In fact, it hates that particular CD so much, it refuses to even recognize that it’s there.  I put the CD in the machine and the message pops up:  open tray.  I open the tray and then close it again and the message pops up:  open tray.

After about 15 minutes of this, I got Matt up out of a sound sleep so that he could try it for a while and then explain to me that it probably just needed to “rest.”  The machine, that is.  You turn it off and leave it off for an hour or two, and then when you turn it back on…

And people wonder why I think of electronics as being a sentient race of …somethings.

Whatever.

I’ve been reading, over the past week, a book called New England’s Moral Legislator:  Timothy Dwight, 1752-1817 by John R. Fitzmier.
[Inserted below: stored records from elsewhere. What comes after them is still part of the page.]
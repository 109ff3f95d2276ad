//! Drag-to-path capture.
//!
//! State machine: `Idle -> Recording -> Idle`, driven only by the host's
//! gesture signals. While recording, live positions are thinned by planar
//! distance so the keyframe count stays bounded whatever the pointer sample
//! rate. On release the kept points are spread evenly over the elapsed
//! wall-clock time and emitted as a [`MovementPath`].
//!
//! The end transition may be signalled from several sources (pointer up,
//! cancel, pointer leaving the surface, a window-level listener). Only the
//! first one while recording has any effect.

use hashbrown::HashMap;
use log::{debug, trace};
use serde::{Deserialize, Serialize};

use crate::config::{Config, RecorderConfig};
use crate::data::{create_path_from_waypoints, EntityType, Keyframe, MovementPath};
use crate::ids::{EntityId, IdGenerator, PathId};
use crate::value::Vec3;

#[derive(Copy, Clone, Debug, Eq, PartialEq, Serialize, Deserialize)]
#[serde(rename_all = "camelCase")]
pub enum RecorderState {
    Idle,
    Recording,
}

/// Notifications for the host's undo history.
#[derive(Clone, Debug, PartialEq, Serialize, Deserialize)]
#[serde(tag = "kind", rename_all = "camelCase", rename_all_fields = "camelCase")]
pub enum HistoryEntry {
    /// An unprotected earlier path was dropped when a new drag began.
    PathDiscarded { path_id: PathId, entity_id: EntityId },
    PathRecorded { path_id: PathId, entity_id: EntityId },
}

/// Where the host keeps paths; the recorder only lists and drops them.
pub trait PathStore {
    fn paths_for_entity(&self, entity: &EntityId) -> Vec<PathId>;
    fn discard_path(&mut self, path: &PathId);
}

/// Collaborators queried and notified by the recorder. Adapters implement this
/// over their own path/event stores.
pub trait RecorderHost: PathStore {
    /// Whether a saved event's player paths reference `path`.
    fn is_referenced_by_saved_event(&self, path: &PathId) -> bool;

    /// Whether `path` sits in the captured-but-not-yet-saved set.
    fn is_captured_unsaved(&self, path: &PathId) -> bool;

    #[inline]
    fn is_protected(&self, path: &PathId) -> bool {
        self.is_referenced_by_saved_event(path) || self.is_captured_unsaved(path)
    }

    fn record_history(&mut self, _entry: HistoryEntry) {}
}

#[derive(Clone, Debug)]
struct Capture {
    entity_id: EntityId,
    entity_type: EntityType,
    points: Vec<Vec3>,
    started_at_ms: f64,
}

/// Recorder for a single entity's drag.
#[derive(Clone, Debug, Default)]
pub struct PathRecorder {
    cfg: RecorderConfig,
    capture: Option<Capture>,
}

impl PathRecorder {
    pub fn new() -> Self {
        Self::default()
    }

    pub fn with_config(cfg: RecorderConfig) -> Self {
        Self { cfg, capture: None }
    }

    /// Recorder using the `recorder` section of a host config.
    pub fn from_config(cfg: &Config) -> Self {
        Self::with_config(cfg.recorder)
    }

    #[inline]
    pub fn config(&self) -> &RecorderConfig {
        &self.cfg
    }

    #[inline]
    pub fn state(&self) -> RecorderState {
        if self.capture.is_some() {
            RecorderState::Recording
        } else {
            RecorderState::Idle
        }
    }

    #[inline]
    pub fn is_recording(&self) -> bool {
        self.capture.is_some()
    }

    /// Entity being recorded, if any.
    pub fn entity(&self) -> Option<&EntityId> {
        self.capture.as_ref().map(|c| &c.entity_id)
    }

    /// Points kept so far (empty when idle).
    pub fn recorded_points(&self) -> &[Vec3] {
        self.capture
            .as_ref()
            .map(|c| c.points.as_slice())
            .unwrap_or(&[])
    }

    /// Gesture down. Drops the entity's unprotected earlier paths, then starts
    /// capturing at `current_position`. Restarts if already recording.
    pub fn begin<H>(
        &mut self,
        entity_id: EntityId,
        entity_type: EntityType,
        current_position: Vec3,
        now_ms: f64,
        host: &mut H,
    ) where
        H: RecorderHost + ?Sized,
    {
        if let Some(prev) = self.capture.take() {
            debug!(
                "recorder: restarting capture for '{}' ({} point(s) dropped)",
                prev.entity_id,
                prev.points.len()
            );
        }

        for path_id in host.paths_for_entity(&entity_id) {
            if host.is_protected(&path_id) {
                trace!("recorder: keeping protected path '{path_id}'");
                continue;
            }
            debug!("recorder: discarding superseded path '{path_id}' of '{entity_id}'");
            host.discard_path(&path_id);
            host.record_history(HistoryEntry::PathDiscarded {
                path_id,
                entity_id: entity_id.clone(),
            });
        }

        debug!("recorder: begin '{entity_id}' at {current_position:?}");
        self.capture = Some(Capture {
            entity_id,
            entity_type,
            points: vec![current_position],
            started_at_ms: now_ms,
        });
    }

    /// Live position sample. Returns whether the point was kept.
    pub fn update(&mut self, position: Vec3) -> bool {
        let min = self.cfg.min_sample_distance;
        let capture = match self.capture.as_mut() {
            Some(c) => c,
            None => return false,
        };
        let keep = match capture.points.last() {
            Some(last) => last.planar_distance(position) >= min,
            None => true,
        };
        if keep {
            capture.points.push(position);
            trace!(
                "recorder: kept sample #{} for '{}'",
                capture.points.len() - 1,
                capture.entity_id
            );
        }
        keep
    }

    /// Gesture end (release, cancel or leaving the surface). Idempotent: when
    /// idle this returns `None` without touching anything.
    ///
    /// Returns the finished path, or `None` when the drag was too short to be
    /// more than a click.
    pub fn finish<H>(
        &mut self,
        final_position: Vec3,
        now_ms: f64,
        ids: &mut dyn IdGenerator,
        host: &mut H,
    ) -> Option<MovementPath>
    where
        H: RecorderHost + ?Sized,
    {
        let Capture {
            entity_id,
            entity_type,
            mut points,
            started_at_ms,
        } = self.capture.take()?;

        if let Some(last) = points.last() {
            if last.distance(final_position) > self.cfg.final_point_epsilon {
                points.push(final_position);
            }
        }

        let (first, last) = match (points.first(), points.last()) {
            (Some(f), Some(l)) if points.len() >= 2 => (*f, *l),
            _ => {
                debug!("recorder: '{entity_id}' released with a single point; no path");
                return None;
            }
        };
        let displacement = first.planar_distance(last);
        if displacement <= self.cfg.min_drag_displacement {
            debug!("recorder: '{entity_id}' moved {displacement:.3}; treating as click");
            return None;
        }

        let elapsed_secs = ((now_ms - started_at_ms) / 1000.0).max(0.0) as f32;
        let duration = elapsed_secs.max(self.cfg.min_duration_secs);
        let last_index = (points.len() - 1) as f32;
        let waypoints: Vec<Keyframe> = points
            .iter()
            .enumerate()
            .map(|(i, p)| Keyframe::new(i as f32 / last_index * duration, *p))
            .collect();

        match create_path_from_waypoints(ids, entity_id.clone(), entity_type, waypoints) {
            Ok(path) => {
                debug!(
                    "recorder: '{entity_id}' recorded path '{}' ({} keyframes, {duration:.2}s)",
                    path.id,
                    path.keyframes.len()
                );
                host.record_history(HistoryEntry::PathRecorded {
                    path_id: path.id.clone(),
                    entity_id,
                });
                Some(path)
            }
            Err(err) => {
                debug!("recorder: '{entity_id}' dropped: {err}");
                None
            }
        }
    }

    /// Leave Recording without emitting anything. Returns whether a capture
    /// was in progress.
    pub fn abort(&mut self) -> bool {
        match self.capture.take() {
            Some(c) => {
                debug!("recorder: aborted capture for '{}'", c.entity_id);
                true
            }
            None => false,
        }
    }
}

/// One recorder per dragged entity, so simultaneous drags never interfere.
#[derive(Debug, Default)]
pub struct DragSessions {
    cfg: RecorderConfig,
    active: HashMap<EntityId, PathRecorder>,
}

impl DragSessions {
    pub fn new() -> Self {
        Self::default()
    }

    pub fn with_config(cfg: RecorderConfig) -> Self {
        Self {
            cfg,
            active: HashMap::new(),
        }
    }

    /// Sessions whose recorders all use the `recorder` section of `cfg`.
    pub fn from_config(cfg: &Config) -> Self {
        Self::with_config(cfg.recorder)
    }

    pub fn begin<H>(
        &mut self,
        entity_id: EntityId,
        entity_type: EntityType,
        current_position: Vec3,
        now_ms: f64,
        host: &mut H,
    ) where
        H: RecorderHost + ?Sized,
    {
        let cfg = self.cfg;
        self.active
            .entry(entity_id.clone())
            .or_insert_with(|| PathRecorder::with_config(cfg))
            .begin(entity_id, entity_type, current_position, now_ms, host);
    }

    pub fn update(&mut self, entity_id: &EntityId, position: Vec3) -> bool {
        self.active
            .get_mut(entity_id)
            .map(|r| r.update(position))
            .unwrap_or(false)
    }

    pub fn finish<H>(
        &mut self,
        entity_id: &EntityId,
        final_position: Vec3,
        now_ms: f64,
        ids: &mut dyn IdGenerator,
        host: &mut H,
    ) -> Option<MovementPath>
    where
        H: RecorderHost + ?Sized,
    {
        let mut recorder = self.active.remove(entity_id)?;
        recorder.finish(final_position, now_ms, ids, host)
    }

    pub fn abort(&mut self, entity_id: &EntityId) -> bool {
        self.active
            .remove(entity_id)
            .map(|mut r| r.abort())
            .unwrap_or(false)
    }

    #[inline]
    pub fn is_recording(&self, entity_id: &EntityId) -> bool {
        self.active.contains_key(entity_id)
    }

    pub fn active_entities(&self) -> impl Iterator<Item = &EntityId> {
        self.active.keys()
    }
}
This is not, however, a book recommendation.  Oh, there’s nothing particularly awful about the book–except, possibly, the fact that the author feels compelled to write (sic) after every single quoted 18th century spelling–but it’s not the kind of thing most of you have indicated any interest in reading.  It’s also a published doctoral dissertation.

Some people, when they publish their doctoral dissertations, make a point of turning them into “real books.”  This, not so much.

I’ve had this book lying around my house for many years, part of my project to come to some systematic understanding of the history of New England and of the place of the American founding in it. 

That sounds very dry and academic, but all it really amounts to is that I was born and brought up here and the place interests me. 

And because the place has interested me for a long time, I’ve come increasingly to the suspicion that everything everybody says about the American founding and the separation of church and state is complete and utter crap. 

Okay.  That is more overly simplified than the other thing was overly academic.

But–Timothy Dwight.

In the first place, I should say that it would never have occurred to me to read anything about the man if it hadn’t been for an accident of geography.

When I was in high school and first moving out from fiction to other kinds of books–when Ayn Rand, of all people, got me interested in reading Aristotle, and Aristotle got me interested in reading Locke–the town in which I lived was not great at providing that kind of thing.  It was the days before Interlibrary Loan, so that didn’t help, either. 

What’s more, at fourteen, I couldn’t get into New York on my own, and my  mother was afraid of the place.   What she wasn’t afraid of was New Haven, where she herself had grown up and where her sister still lived, along with my cousins.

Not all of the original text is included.